[Dataset items]
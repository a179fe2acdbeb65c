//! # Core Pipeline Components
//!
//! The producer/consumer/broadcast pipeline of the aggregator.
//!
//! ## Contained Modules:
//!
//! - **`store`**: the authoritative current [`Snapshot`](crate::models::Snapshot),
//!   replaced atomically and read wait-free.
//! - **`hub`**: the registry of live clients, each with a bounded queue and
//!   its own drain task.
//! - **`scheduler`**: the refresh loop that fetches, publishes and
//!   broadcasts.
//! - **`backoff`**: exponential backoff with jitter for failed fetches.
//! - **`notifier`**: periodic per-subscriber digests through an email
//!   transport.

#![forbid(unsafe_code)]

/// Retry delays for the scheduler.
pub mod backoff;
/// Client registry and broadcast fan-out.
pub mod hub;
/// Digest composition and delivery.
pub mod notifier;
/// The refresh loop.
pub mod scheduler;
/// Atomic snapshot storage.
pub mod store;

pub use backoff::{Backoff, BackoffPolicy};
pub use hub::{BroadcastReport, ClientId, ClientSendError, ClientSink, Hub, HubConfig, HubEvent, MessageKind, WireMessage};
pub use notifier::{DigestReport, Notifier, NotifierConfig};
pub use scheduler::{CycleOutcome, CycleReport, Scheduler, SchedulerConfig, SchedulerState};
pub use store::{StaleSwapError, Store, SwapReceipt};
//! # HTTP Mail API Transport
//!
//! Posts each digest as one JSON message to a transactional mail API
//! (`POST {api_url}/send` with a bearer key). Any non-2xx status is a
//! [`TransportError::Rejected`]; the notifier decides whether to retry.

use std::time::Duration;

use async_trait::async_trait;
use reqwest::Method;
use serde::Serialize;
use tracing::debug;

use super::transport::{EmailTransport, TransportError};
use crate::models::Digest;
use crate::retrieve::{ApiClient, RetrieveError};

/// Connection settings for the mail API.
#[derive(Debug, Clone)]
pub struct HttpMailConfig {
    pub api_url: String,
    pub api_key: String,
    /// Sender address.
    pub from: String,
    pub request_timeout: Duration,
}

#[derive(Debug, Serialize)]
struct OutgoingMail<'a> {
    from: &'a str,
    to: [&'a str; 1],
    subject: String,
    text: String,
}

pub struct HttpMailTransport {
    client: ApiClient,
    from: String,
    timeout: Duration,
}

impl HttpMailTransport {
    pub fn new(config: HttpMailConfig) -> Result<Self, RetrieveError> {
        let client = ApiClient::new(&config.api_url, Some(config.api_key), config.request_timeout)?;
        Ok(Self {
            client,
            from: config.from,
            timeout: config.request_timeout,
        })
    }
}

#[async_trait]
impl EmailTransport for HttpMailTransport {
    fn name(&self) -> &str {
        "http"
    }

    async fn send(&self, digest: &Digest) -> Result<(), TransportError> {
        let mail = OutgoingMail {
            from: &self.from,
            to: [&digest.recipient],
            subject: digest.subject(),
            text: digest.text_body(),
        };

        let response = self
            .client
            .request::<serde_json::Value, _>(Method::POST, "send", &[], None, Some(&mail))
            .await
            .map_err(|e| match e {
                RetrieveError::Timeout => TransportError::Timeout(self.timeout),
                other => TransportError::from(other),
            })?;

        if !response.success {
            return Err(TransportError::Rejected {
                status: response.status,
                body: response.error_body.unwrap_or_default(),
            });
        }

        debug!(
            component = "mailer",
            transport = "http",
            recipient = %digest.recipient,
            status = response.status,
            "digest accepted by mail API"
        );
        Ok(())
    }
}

What to produce:
Reproduce the records exactly, keeping every line.

Answer for this exercise:
repository a179fe2acdbeb65c
//! # Core Pipeline Components
//!
//! The producer/consumer/broadcast pipeline of the aggregator.
//!
//! ## Contained Modules:
//!
//! - **`store`**: the authoritative current [`Snapshot`](crate::models::Snapshot),
//!   replaced atomically and read wait-free.
//! - **`hub`**: the registry of live clients, each with a bounded queue and
//!   its own drain task.
//! - **`scheduler`**: the refresh loop that fetches, publishes and
//!   broadcasts.
//! - **`backoff`**: exponential backoff with jitter for failed fetches.
//! - **`notifier`**: periodic per-subscriber digests through an email
//!   transport.

#![forbid(unsafe_code)]

/// Retry delays for the scheduler.
pub mod backoff;
/// Client registry and broadcast fan-out.
pub mod hub;
/// Digest composition and delivery.
pub mod notifier;
/// The refresh loop.
pub mod scheduler;
/// Atomic snapshot storage.
pub mod store;

pub use backoff::{Backoff, BackoffPolicy};
pub use hub::{BroadcastReport, ClientId, ClientSendError, ClientSink, Hub, HubConfig, HubEvent, MessageKind, WireMessage};
pub use notifier::{DigestReport, Notifier, NotifierConfig};
pub use scheduler::{CycleOutcome, CycleReport, Scheduler, SchedulerConfig, SchedulerState};
pub use store::{StaleSwapError, Store, SwapReceipt};
//! # HTTP Mail API Transport
//!
//! Posts each digest as one JSON message to a transactional mail API
//! (`POST {api_url}/send` with a bearer key). Any non-2xx status is a
//! [`TransportError::Rejected`]; the notifier decides whether to retry.

use std::time::Duration;

use async_trait::async_trait;
use reqwest::Method;
use serde::Serialize;
use tracing::debug;

use super::transport::{EmailTransport, TransportError};
use crate::models::Digest;
use crate::retrieve::{ApiClient, RetrieveError};

/// Connection settings for the mail API.
#[derive(Debug, Clone)]
pub struct HttpMailConfig {
    pub api_url: String,
    pub api_key: String,
    /// Sender address.
    pub from: String,
    pub request_timeout: Duration,
}

#[derive(Debug, Serialize)]
struct OutgoingMail<'a> {
    from: &'a str,
    to: [&'a str; 1],
    subject: String,
    text: String,
}

pub struct HttpMailTransport {
    client: ApiClient,
    from: String,
    timeout: Duration,
}

impl HttpMailTransport {
    pub fn new(config: HttpMailConfig) -> Result<Self, RetrieveError> {
        let client = ApiClient::new(&config.api_url, Some(config.api_key), config.request_timeout)?;
        Ok(Self {
            client,
            from: config.from,
            timeout: config.request_timeout,
        })
    }
}

#[async_trait]
impl EmailTransport for HttpMailTransport {
    fn name(&self) -> &str {
        "http"
    }

    async fn send(&self, digest: &Digest) -> Result<(), TransportError> {
        let mail = OutgoingMail {
            from: &self.from,
            to: [&digest.recipient],
            subject: digest.subject(),
            text: digest.text_body(),
        };

        let response = self
            .client
            .request::<serde_json::Value, _>(Method::POST, "send", &[], None, Some(&mail))
            .await
            .map_err(|e| match e {
                RetrieveError::Timeout => TransportError::Timeout(self.timeout),
                other => TransportError::from(other),
            })?;

        if !response.success {
            return Err(TransportError::Rejected {
                status: response.status,
                body: response.error_body.unwrap_or_default(),
            });
        }

        debug!(
            component = "mailer",
            transport = "http",
            recipient = %digest.recipient,
            status = response.status,
            "digest accepted by mail API"
        );
        Ok(())
    }
}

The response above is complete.